Collected data entries
━━━━━━━━━━━━━━━━━━━━━━━━━━━━━━
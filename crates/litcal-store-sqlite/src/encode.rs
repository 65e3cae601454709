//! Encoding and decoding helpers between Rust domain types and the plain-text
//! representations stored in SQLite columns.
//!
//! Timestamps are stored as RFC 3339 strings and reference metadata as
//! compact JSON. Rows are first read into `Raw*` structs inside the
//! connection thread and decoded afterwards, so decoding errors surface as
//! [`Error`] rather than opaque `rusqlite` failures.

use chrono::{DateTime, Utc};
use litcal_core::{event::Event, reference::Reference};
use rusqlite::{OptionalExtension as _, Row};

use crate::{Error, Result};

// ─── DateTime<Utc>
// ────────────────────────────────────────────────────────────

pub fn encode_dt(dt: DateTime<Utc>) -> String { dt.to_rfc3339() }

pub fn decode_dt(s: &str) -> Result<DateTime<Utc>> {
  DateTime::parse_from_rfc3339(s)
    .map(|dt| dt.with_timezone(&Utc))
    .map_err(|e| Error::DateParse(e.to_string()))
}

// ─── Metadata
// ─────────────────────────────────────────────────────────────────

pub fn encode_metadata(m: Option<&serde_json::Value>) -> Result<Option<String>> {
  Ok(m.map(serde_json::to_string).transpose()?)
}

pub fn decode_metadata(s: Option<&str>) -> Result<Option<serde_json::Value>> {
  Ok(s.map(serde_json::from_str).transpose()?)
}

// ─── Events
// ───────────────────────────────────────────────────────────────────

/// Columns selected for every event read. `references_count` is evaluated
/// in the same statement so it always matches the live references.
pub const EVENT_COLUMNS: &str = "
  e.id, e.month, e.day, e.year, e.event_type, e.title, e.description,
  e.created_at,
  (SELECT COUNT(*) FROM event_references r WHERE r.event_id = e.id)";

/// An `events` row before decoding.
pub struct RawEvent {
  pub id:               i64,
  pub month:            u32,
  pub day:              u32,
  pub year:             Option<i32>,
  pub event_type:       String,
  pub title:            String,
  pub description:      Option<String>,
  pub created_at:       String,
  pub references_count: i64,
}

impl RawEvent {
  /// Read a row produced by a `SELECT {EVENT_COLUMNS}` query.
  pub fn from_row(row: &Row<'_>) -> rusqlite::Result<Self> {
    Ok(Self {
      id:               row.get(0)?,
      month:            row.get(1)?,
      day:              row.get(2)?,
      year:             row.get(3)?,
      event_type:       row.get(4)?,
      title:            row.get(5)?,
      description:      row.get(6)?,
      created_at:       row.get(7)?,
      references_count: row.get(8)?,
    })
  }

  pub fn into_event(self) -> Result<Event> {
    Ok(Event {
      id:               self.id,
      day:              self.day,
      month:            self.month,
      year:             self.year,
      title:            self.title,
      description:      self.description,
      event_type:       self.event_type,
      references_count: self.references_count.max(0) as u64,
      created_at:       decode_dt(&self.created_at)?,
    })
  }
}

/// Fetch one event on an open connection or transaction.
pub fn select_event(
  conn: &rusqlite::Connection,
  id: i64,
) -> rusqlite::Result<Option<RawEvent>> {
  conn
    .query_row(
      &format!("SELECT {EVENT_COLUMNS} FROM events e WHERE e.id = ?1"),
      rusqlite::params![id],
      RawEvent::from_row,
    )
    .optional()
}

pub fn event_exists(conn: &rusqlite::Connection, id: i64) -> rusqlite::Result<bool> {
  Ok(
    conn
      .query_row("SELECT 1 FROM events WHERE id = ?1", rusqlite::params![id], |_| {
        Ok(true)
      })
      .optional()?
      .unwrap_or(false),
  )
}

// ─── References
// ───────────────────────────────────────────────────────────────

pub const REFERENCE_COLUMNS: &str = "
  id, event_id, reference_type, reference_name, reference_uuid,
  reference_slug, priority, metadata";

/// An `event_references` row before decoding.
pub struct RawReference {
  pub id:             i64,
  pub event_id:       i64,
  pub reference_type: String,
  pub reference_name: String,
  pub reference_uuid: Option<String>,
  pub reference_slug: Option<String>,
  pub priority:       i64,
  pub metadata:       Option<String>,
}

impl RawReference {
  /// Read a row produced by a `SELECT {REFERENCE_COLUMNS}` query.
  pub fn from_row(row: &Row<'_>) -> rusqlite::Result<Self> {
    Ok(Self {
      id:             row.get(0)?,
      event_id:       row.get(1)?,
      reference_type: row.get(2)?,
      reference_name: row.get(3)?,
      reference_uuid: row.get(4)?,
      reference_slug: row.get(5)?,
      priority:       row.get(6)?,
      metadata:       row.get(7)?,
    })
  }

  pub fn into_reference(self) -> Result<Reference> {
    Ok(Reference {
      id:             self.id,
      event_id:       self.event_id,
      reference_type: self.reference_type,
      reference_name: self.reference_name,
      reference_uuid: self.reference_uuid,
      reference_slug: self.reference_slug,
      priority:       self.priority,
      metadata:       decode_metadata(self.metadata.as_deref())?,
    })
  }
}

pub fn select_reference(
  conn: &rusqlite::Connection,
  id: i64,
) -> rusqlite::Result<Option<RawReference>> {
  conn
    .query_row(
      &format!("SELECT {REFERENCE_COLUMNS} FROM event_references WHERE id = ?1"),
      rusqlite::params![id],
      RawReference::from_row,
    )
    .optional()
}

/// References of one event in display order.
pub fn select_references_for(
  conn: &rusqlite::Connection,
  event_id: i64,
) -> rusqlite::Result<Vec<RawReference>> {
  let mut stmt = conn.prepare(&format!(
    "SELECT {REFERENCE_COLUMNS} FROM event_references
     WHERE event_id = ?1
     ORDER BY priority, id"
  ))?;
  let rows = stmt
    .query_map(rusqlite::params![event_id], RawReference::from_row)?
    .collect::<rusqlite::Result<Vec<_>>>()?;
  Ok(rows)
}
━━━━━━━━━━━━━━━━━━━━━━━━━━━━━━
■ TASK TO COMPLETE
The data should be transcribed exactly, line for line.

■ SOLUTION TO THIS EXERCISE
filename crates/litcal-store-sqlite/src/encode.rs
repository 65e3cae601454709
//! Encoding and decoding helpers between Rust domain types and the plain-text
//! representations stored in SQLite columns.
//!
//! Timestamps are stored as RFC 3339 strings and reference metadata as
//! compact JSON. Rows are first read into `Raw*` structs inside the
//! connection thread and decoded afterwards, so decoding errors surface as
//! [`Error`] rather than opaque `rusqlite` failures.

use chrono::{DateTime, Utc};
use litcal_core::{event::Event, reference::Reference};
use rusqlite::{OptionalExtension as _, Row};

use crate::{Error, Result};

// ─── DateTime<Utc>
// ────────────────────────────────────────────────────────────

pub fn encode_dt(dt: DateTime<Utc>) -> String { dt.to_rfc3339() }

pub fn decode_dt(s: &str) -> Result<DateTime<Utc>> {
  DateTime::parse_from_rfc3339(s)
    .map(|dt| dt.with_timezone(&Utc))
    .map_err(|e| Error::DateParse(e.to_string()))
}

// ─── Metadata
// ─────────────────────────────────────────────────────────────────

pub fn encode_metadata(m: Option<&serde_json::Value>) -> Result<Option<String>> {
  Ok(m.map(serde_json::to_string).transpose()?)
}

pub fn decode_metadata(s: Option<&str>) -> Result<Option<serde_json::Value>> {
  Ok(s.map(serde_json::from_str).transpose()?)
}

// ─── Events
// ───────────────────────────────────────────────────────────────────

/// Columns selected for every event read. `references_count` is evaluated
/// in the same statement so it always matches the live references.
pub const EVENT_COLUMNS: &str = "
  e.id, e.month, e.day, e.year, e.event_type, e.title, e.description,
  e.created_at,
  (SELECT COUNT(*) FROM event_references r WHERE r.event_id = e.id)";

/// An `events` row before decoding.
pub struct RawEvent {
  pub id:               i64,
  pub month:            u32,
  pub day:              u32,
  pub year:             Option<i32>,
  pub event_type:       String,
  pub title:            String,
  pub description:      Option<String>,
  pub created_at:       String,
  pub references_count: i64,
}

impl RawEvent {
  /// Read a row produced by a `SELECT {EVENT_COLUMNS}` query.
  pub fn from_row(row: &Row<'_>) -> rusqlite::Result<Self> {
    Ok(Self {
      id:               row.get(0)?,
      month:            row.get(1)?,
      day:              row.get(2)?,
      year:             row.get(3)?,
      event_type:       row.get(4)?,
      title:            row.get(5)?,
      description:      row.get(6)?,
      created_at:       row.get(7)?,
      references_count: row.get(8)?,
    })
  }

  pub fn into_event(self) -> Result<Event> {
    Ok(Event {
      id:               self.id,
      day:              self.day,
      month:            self.month,
      year:             self.year,
      title:            self.title,
      description:      self.description,
      event_type:       self.event_type,
      references_count: self.references_count.max(0) as u64,
      created_at:       decode_dt(&self.created_at)?,
    })
  }
}

/// Fetch one event on an open connection or transaction.
pub fn select_event(
  conn: &rusqlite::Connection,
  id: i64,
) -> rusqlite::Result<Option<RawEvent>> {
  conn
    .query_row(
      &format!("SELECT {EVENT_COLUMNS} FROM events e WHERE e.id = ?1"),
      rusqlite::params![id],
      RawEvent::from_row,
    )
    .optional()
}

pub fn event_exists(conn: &rusqlite::Connection, id: i64) -> rusqlite::Result<bool> {
  Ok(
    conn
      .query_row("SELECT 1 FROM events WHERE id = ?1", rusqlite::params![id], |_| {
        Ok(true)
      })
      .optional()?
      .unwrap_or(false),
  )
}

// ─── References
// ───────────────────────────────────────────────────────────────

pub const REFERENCE_COLUMNS: &str = "
  id, event_id, reference_type, reference_name, reference_uuid,
  reference_slug, priority, metadata";

/// An `event_references` row before decoding.
pub struct RawReference {
  pub id:             i64,
  pub event_id:       i64,
  pub reference_type: String,
  pub reference_name: String,
  pub reference_uuid: Option<String>,
  pub reference_slug: Option<String>,
  pub priority:       i64,
  pub metadata:       Option<String>,
}

impl RawReference {
  /// Read a row produced by a `SELECT {REFERENCE_COLUMNS}` query.
  pub fn from_row(row: &Row<'_>) -> rusqlite::Result<Self> {
    Ok(Self {
      id:             row.get(0)?,
      event_id:       row.get(1)?,
      reference_type: row.get(2)?,
      reference_name: row.get(3)?,
      reference_uuid: row.get(4)?,
      reference_slug: row.get(5)?,
      priority:       row.get(6)?,
      metadata:       row.get(7)?,
    })
  }

  pub fn into_reference(self) -> Result<Reference> {
    Ok(Reference {
      id:             self.id,
      event_id:       self.event_id,
      reference_type: self.reference_type,
      reference_name: self.reference_name,
      reference_uuid: self.reference_uuid,
      reference_slug: self.reference_slug,
      priority:       self.priority,
      metadata:       decode_metadata(self.metadata.as_deref())?,
    })
  }
}

pub fn select_reference(
  conn: &rusqlite::Connection,
  id: i64,
) -> rusqlite::Result<Option<RawReference>> {
  conn
    .query_row(
      &format!("SELECT {REFERENCE_COLUMNS} FROM event_references WHERE id = ?1"),
      rusqlite::params![id],
      RawReference::from_row,
    )
    .optional()
}

/// References of one event in display order.
pub fn select_references_for(
  conn: &rusqlite::Connection,
  event_id: i64,
) -> rusqlite::Result<Vec<RawReference>> {
  let mut stmt = conn.prepare(&format!(
    "SELECT {REFERENCE_COLUMNS} FROM event_references
     WHERE event_id = ?1
     ORDER BY priority, id"
  ))?;
  let rows = stmt
    .query_map(rusqlite::params![event_id], RawReference::from_row)?
    .collect::<rusqlite::Result<Vec<_>>>()?;
  Ok(rows)
}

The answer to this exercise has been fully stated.